Von Jessica Sturmberg |
    Man kann nicht sagen, dass das kulturelle Leben in Island seit dem Bankencrash vor fast drei Jahren gelitten hätte. Die Kunstszene ist unkonventionell, unabhängig, lebendig. Enthusiasmus und Kreativität machen den "isländischen Spirit” aus, beschreibt Schriftsteller Sigurjón Sigurdsson, bekannt unter dem Künstlernamen Sjón.

    "Man hat das Gefühl, ein Recht darauf zu haben, ein Buch zu schreiben, eine CD herauszugeben oder einen Film zu produzieren. Jeder kann jetzt das kulturelle Leben bereichern. Und es geht dabei nicht so sehr um Qualität, sondern darum, dass einfach Kultur entsteht.”"

    So weit, so wunderbar, könnte man meinen. Wäre da nicht dieses Unbehagen, das Islands Intellektuelle in diesen Tagen empfinden.

    ""Es fehlt in dieser Gesellschaft eine Debattenkultur. Wir haben nur wenig Erfahrung damit, soziale Themen zu diskutieren. Die Presse war nie eine unabhängige, investigative Presse.”"

    In einer kleinen Gesellschaft, in der die Bindungen so eng sind, in der man sich kennt, fällt es schwerer, anderen auf die Füße zu treten.
    Und die Wirkung der Proteste des Krisenherbstes ist verpufft, befürchtet Kristín Steinsdóttir, Vorsitzende des Schriftstellerverbandes:

    ""Ich weiß, man kann keinen verurteilen, ehe man voll und ganz weiß, dass derjenige verurteilt werden kann oder soll. Man muss Geduld haben, aber es ist irgendwie doch – das neue Island, wo ist das?"

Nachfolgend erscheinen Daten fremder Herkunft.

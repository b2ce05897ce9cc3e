#![allow(dead_code)]

use std::rc::Rc;

use demand_pager::executable::{MemFileSystem, noff_image};
use demand_pager::{MachineConfig, PAGE_SIZE, Pid, PolicyKind, USER_STACK_SIZE, VmManager};

pub const CODE_PAGES: usize = 6;
pub const PROGRAM: &str = "prog";

/// Recognisable code bytes: byte `i` of the code segment is `i % 251`
pub fn code() -> Vec<u8> {
    (0..CODE_PAGES * PAGE_SIZE).map(|i| (i % 251) as u8).collect()
}

/// Pages in a freshly created address space for `PROGRAM`
pub fn base_pages() -> usize {
    (CODE_PAGES * PAGE_SIZE + USER_STACK_SIZE).div_ceil(PAGE_SIZE)
}

/// Expected initial content of the whole address space
pub fn initial_image() -> Vec<u8> {
    let mut image = code();
    image.resize(base_pages() * PAGE_SIZE, 0);
    image
}

pub fn machine(num_frames: usize, policy: PolicyKind, seed: u64) -> (VmManager, Rc<MemFileSystem>) {
    let fs = Rc::new(MemFileSystem::new());
    fs.insert(PROGRAM, noff_image(&code(), &[], 0));
    let config = MachineConfig {
        num_frames,
        policy,
        seed,
    };
    (VmManager::new(config, fs.clone()), fs)
}

/// Create a process for `PROGRAM` and make it current
pub fn spawn(vm: &mut VmManager) -> Pid {
    let pid = vm.create_process(PROGRAM).unwrap();
    vm.switch_to(pid).unwrap();
    pid
}

/// Frame currently holding `vpn` of the running process
pub fn frame_of(vm: &VmManager, vpn: usize) -> usize {
    let entry = vm.page_table().unwrap()[vpn];
    assert!(entry.is_valid(), "page {} not resident", vpn);
    entry.physical_page
}

/// Check the cross-structure invariants that must hold after every operation
pub fn check_invariants(vm: &VmManager) {
    let frames = vm.frames();
    assert!(frames.allocated() <= frames.len());
    assert_eq!(frames.iter().filter(|e| !e.empty).count(), frames.allocated());

    for pid in vm.pids() {
        let space = vm.address_space(pid).unwrap();
        for (vpn, entry) in space.page_table().iter().enumerate() {
            if entry.is_valid() {
                let owner = frames.get(entry.physical_page);
                if entry.is_shared() {
                    assert!(owner.shared, "pid {} page {} maps unshared frame", pid, vpn);
                } else {
                    assert_eq!(
                        (owner.owner, owner.vpn, owner.shared),
                        (Some(pid), vpn, false),
                        "frame {} does not record pid {} page {}",
                        entry.physical_page,
                        pid,
                        vpn
                    );
                }
            } else if entry.is_swapped() {
                assert!(space.swap().holds(vpn), "pid {} page {} swapped without image", pid, vpn);
            }
        }
    }
}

    Die Zeit arbeitet gegen diejenigen, die die Selbsterneuerung vorantreiben wollen. Etwa die Mitglieder des Verfassungsrates, 25 Bürger des Landes, darunter ein Pastor, eine Regisseurin, ein Landwirt, eine Ärztin, ein Wirtschaftsprofessor. Sie haben einen Entwurf für eine neue Verfassung ausgearbeitet, in der Verantwortung und Transparenz festgeschrieben werden. In der erstmals auch der Erhalt der Natur verankert ist.
    Das Parlament entscheidet, ob diese Verfassung inkraft tritt oder in der Schublade verschwindet. Umso wichtiger sei es daher jetzt, dass die Öffentlichkeit sich mit den Grundwerten auseinandersetzt, betont Salvör Nordal, Philosophie-Professorin und Sprecherin des Verfassungsrates:

    "Meine Vorstellung ist, dass wir eine ernsthafte Diskussion im Geiste Hannah Arendts führen. Und den öffentlichen Raum als einen wichtigen Raum für Diskussion und Dialog verstehen über die Themen, die wir als Gesellschaft aufgreifen müssen.”"

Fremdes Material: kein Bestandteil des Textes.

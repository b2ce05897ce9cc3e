use std::fs;
use std::path::Path;

use crate::constants::Pid;
use crate::error::{VmError, VmResult};

/// One step of a trace replayed against the VM manager
#[derive(Debug, Clone, Copy, PartialEq, Eq)]
pub enum TraceOp {
    /// `R vaddr`: read a byte
    Read(usize),
    /// `W vaddr value`: write a byte
    Write(usize, u8),
    /// `A vaddr`: physical address, without faulting
    PhysAddr(usize),
    /// `F`: fork the running process
    Fork,
    /// `S pid`: switch to a process
    Switch(Pid),
    /// `M pages`: allocate shared pages in the running process
    Shared(usize),
    /// `X pid`: terminate a process
    Exit(Pid),
}

impl TraceOp {
    /// Whether this step contributes a value to the output file
    pub fn produces_output(&self) -> bool {
        matches!(
            self,
            TraceOp::Read(_) | TraceOp::PhysAddr(_) | TraceOp::Fork | TraceOp::Shared(_)
        )
    }
}

pub fn read_trace<P: AsRef<Path>>(path: P) -> VmResult<Vec<TraceOp>> {
    let content = fs::read_to_string(path.as_ref())
        .map_err(|e| VmError::Parse(format!("Failed to read trace file: {}", e)))?;
    parse_trace(&content)
}

/// Parse a trace, one operation per line; `#` starts a comment
pub fn parse_trace(content: &str) -> VmResult<Vec<TraceOp>> {
    let mut ops = Vec::new();
    for (lineno, line) in content.lines().enumerate() {
        let line = line.split('#').next().unwrap_or("").trim();
        if line.is_empty() {
            continue;
        }
        let tokens: Vec<&str> = line.split_whitespace().collect();
        let op = parse_op(&tokens).map_err(|e| VmError::Parse(format!("line {}: {}", lineno + 1, e)))?;
        ops.push(op);
    }
    Ok(ops)
}

fn parse_op(tokens: &[&str]) -> Result<TraceOp, String> {
    let arity = |n: usize| {
        if tokens.len() == n + 1 {
            Ok(())
        } else {
            Err(format!("'{}' takes {} argument(s), got {}", tokens[0], n, tokens.len() - 1))
        }
    };
    let num = |i: usize| -> Result<usize, String> {
        let t = tokens[i];
        let parsed = match t.strip_prefix("0x") {
            Some(hex) => usize::from_str_radix(hex, 16),
            None => t.parse(),
        };
        parsed.map_err(|_| format!("Invalid number: {}", t))
    };

    match tokens[0].to_ascii_uppercase().as_str() {
        "R" => {
            arity(1)?;
            Ok(TraceOp::Read(num(1)?))
        }
        "W" => {
            arity(2)?;
            let value = u8::try_from(num(2)?).map_err(|_| format!("Byte out of range: {}", tokens[2]))?;
            Ok(TraceOp::Write(num(1)?, value))
        }
        "A" => {
            arity(1)?;
            Ok(TraceOp::PhysAddr(num(1)?))
        }
        "F" => {
            arity(0)?;
            Ok(TraceOp::Fork)
        }
        "S" => {
            arity(1)?;
            Ok(TraceOp::Switch(num(1)?))
        }
        "M" => {
            arity(1)?;
            Ok(TraceOp::Shared(num(1)?))
        }
        "X" => {
            arity(1)?;
            Ok(TraceOp::Exit(num(1)?))
        }
        other => Err(format!("Unknown operation: {}", other)),
    }
}

pub fn write_results<P: AsRef<Path>>(path: P, results: &[i64]) -> VmResult<()> {
    let output: Vec<String> = results.iter().map(|r| r.to_string()).collect();
    let content = output.join(" ");
    fs::write(path.as_ref(), content)
        .map_err(|e| VmError::Parse(format!("Failed to write output file: {}", e)))
}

    Doch während der Verfassungsrat sich monatelang Gedanken über einen Neuanfang gemacht hat, arbeiteten die Verursacher der Krise längst an einer Umdeutung der Geschichte, meint der Journalist Jóhann Hauksson:

    ""Zum Beispiel wird die einst bedeutendste Zeitung Morgunblaðið inzwischen von einflussreichen Unternehmern in der Fischindustrie betrieben. Und ausgerechnet Davíð Oddsson, der 13 Jahre lang Ministerpräsident war und dann während des Bankencrashs Chef der Zentralbank, ist der Chefredakteur! In dieser Funktion kann er die Geschichte umschreiben.
    Es macht mich betroffen, wie schnell alles in Vergessenheit gerät, was geschehen ist, wer dafür verantwortlich ist.”"

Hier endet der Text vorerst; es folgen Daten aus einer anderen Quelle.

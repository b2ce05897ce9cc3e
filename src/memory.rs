use crate::constants::*;

/// Simulated main memory: a flat byte arena addressed by frame number
pub struct PhysicalMemory {
    data: Vec<u8>,
}

impl PhysicalMemory {
    /// Create physical memory of `num_frames` frames, all zero
    pub fn new(num_frames: usize) -> Self {
        PhysicalMemory {
            data: vec![0u8; num_frames * PAGE_SIZE],
        }
    }

    /// Read a byte at a physical address
    #[inline]
    pub fn read(&self, address: usize) -> u8 {
        self.data[address]
    }

    /// Write a byte at a physical address
    #[inline]
    pub fn write(&mut self, address: usize, value: u8) {
        self.data[address] = value;
    }

    /// Calculate the starting address of a frame
    #[inline]
    pub fn frame_to_address(frame: usize) -> usize {
        frame * PAGE_SIZE
    }

    pub fn frame(&self, frame: usize) -> &[u8] {
        let start = Self::frame_to_address(frame);
        &self.data[start..start + PAGE_SIZE]
    }

    pub fn frame_mut(&mut self, frame: usize) -> &mut [u8] {
        let start = Self::frame_to_address(frame);
        &mut self.data[start..start + PAGE_SIZE]
    }

    /// Byte-for-byte copy of one frame into another
    pub fn copy_frame(&mut self, src: usize, dst: usize) {
        let start = Self::frame_to_address(src);
        self.data
            .copy_within(start..start + PAGE_SIZE, Self::frame_to_address(dst));
    }

    pub fn zero_frame(&mut self, frame: usize) {
        self.frame_mut(frame).fill(0);
    }
}

/// Per-process swap area: one page-sized slot per virtual page.
///
/// Never shrinks; it is dropped wholesale with its address space.
#[derive(Clone)]
pub struct SwapStore {
    data: Vec<u8>,
    /// Slots that hold a written-back image
    holds: Vec<bool>,
}

impl SwapStore {
    pub fn new(num_pages: usize) -> Self {
        SwapStore {
            data: vec![0u8; num_pages * PAGE_SIZE],
            holds: vec![false; num_pages],
        }
    }

    pub fn num_pages(&self) -> usize {
        self.holds.len()
    }

    pub fn slot(&self, vpn: usize) -> &[u8] {
        let start = vpn * PAGE_SIZE;
        &self.data[start..start + PAGE_SIZE]
    }

    /// Write back a full page image into the slot for `vpn`
    pub fn store(&mut self, vpn: usize, page: &[u8]) {
        let start = vpn * PAGE_SIZE;
        self.data[start..start + PAGE_SIZE].copy_from_slice(&page[..PAGE_SIZE]);
        self.holds[vpn] = true;
    }

    pub fn holds(&self, vpn: usize) -> bool {
        self.holds.get(vpn).copied().unwrap_or(false)
    }

    pub fn grow(&mut self, extra_pages: usize) {
        self.data.resize(self.data.len() + extra_pages * PAGE_SIZE, 0);
        self.holds.resize(self.holds.len() + extra_pages, false);
    }

    pub fn truncate(&mut self, num_pages: usize) {
        self.data.truncate(num_pages * PAGE_SIZE);
        self.holds.truncate(num_pages);
    }
}

/// Ownership record for one physical frame
#[derive(Debug, Clone, Copy, PartialEq, Eq)]
pub struct FrameEntry {
    pub owner: Option<Pid>,
    pub vpn: usize,
    pub shared: bool,
    pub empty: bool,
}

impl Default for FrameEntry {
    fn default() -> Self {
        FrameEntry {
            owner: None,
            vpn: 0,
            shared: false,
            empty: true,
        }
    }
}

/// Global frame ownership table plus the count of frames handed out
pub struct FrameTable {
    entries: Vec<FrameEntry>,
    allocated: usize,
}

impl FrameTable {
    pub fn new(num_frames: usize) -> Self {
        FrameTable {
            entries: vec![FrameEntry::default(); num_frames],
            allocated: 0,
        }
    }

    pub fn len(&self) -> usize {
        self.entries.len()
    }

    pub fn is_empty(&self) -> bool {
        self.entries.is_empty()
    }

    /// Frames currently pulled from the unallocated pool
    pub fn allocated(&self) -> usize {
        self.allocated
    }

    pub fn is_full(&self) -> bool {
        self.allocated >= self.entries.len()
    }

    pub fn get(&self, frame: usize) -> &FrameEntry {
        &self.entries[frame]
    }

    #[inline]
    pub fn is_shared(&self, frame: usize) -> bool {
        self.entries[frame].shared
    }

    pub fn iter(&self) -> impl Iterator<Item = &FrameEntry> {
        self.entries.iter()
    }

    /// Take the lowest-numbered unused, unshared frame from the pool.
    ///
    /// Returns `None` once every frame has been handed out.
    pub fn claim_free(&mut self) -> Option<usize> {
        if self.is_full() {
            return None;
        }
        let frame = self.entries.iter().position(|e| e.empty && !e.shared)?;
        self.entries[frame].empty = false;
        self.allocated += 1;
        Some(frame)
    }

    /// Record `(pid, vpn)` as the occupant of `frame`
    pub fn assign(&mut self, frame: usize, pid: Pid, vpn: usize, shared: bool) {
        self.entries[frame] = FrameEntry {
            owner: Some(pid),
            vpn,
            shared,
            empty: false,
        };
    }

    /// Return a single frame to the pool
    pub fn release(&mut self, frame: usize) {
        if !self.entries[frame].empty {
            self.entries[frame] = FrameEntry::default();
            self.allocated -= 1;
        }
    }

    /// Return every private frame owned by `pid` to the pool; shared frames stay.
    pub fn release_owned_by(&mut self, pid: Pid) -> Vec<usize> {
        let freed: Vec<usize> = self
            .entries
            .iter()
            .enumerate()
            .filter(|(_, e)| e.owner == Some(pid) && !e.shared && !e.empty)
            .map(|(frame, _)| frame)
            .collect();
        for &frame in &freed {
            self.release(frame);
        }
        freed
    }
}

    Jóhann Hauksson arbeitet deshalb an einem Buch "Valdaþræðir” – "Fäden der Macht”. Es zeigt, dass im Hintergrund längst wieder die alten Verteilungskämpfe geführt werden. Die isländische Gesellschaft steht am Scheideweg:

    ""Natürlich gibt es Hoffnung. Zum Beispiel der Erfolg der Besten Partei bei der Kommunalwahl in Reykjavík letztes Jahr."

    Schriftsteller Sjón ist begeistert darüber, dass Bürger, vornehmlich Künstler ihr Schicksal selbst in die Hand genommen, eine neue Partei gegründet haben. Mit dem Comedian Jón Gnarr an der Spitze als Bürgermeister von Reykjavík. Auch Sjón macht bei der "Besten Partei" mit, als Mitglied im Rat für Menschenrechte:

    ""Es ist sehr interessant zu sehen, wie gewöhnliche Bürger ohne jedweden politischen Background den zweitgrößten Rechtsträger des Landes, die Stadt Reykjavik führen können. Und sie stellen fest, dass Politik keine Nuklearwissenschaft ist, sondern etwas, das von Leuten gemacht werden kann, die einfach Erfahrung aus dem Leben mitbringen.”"

    Vor allem aber ist es dieser isländische Spirit, der sie antreibt. Dass in der Gesellschaft jeder etwas erreichen kann, wenn er sich das vornimmt. Die Frage könnte am Ende sein, wer wen verändert, die Künstler die Politik oder die Politik die Künstler.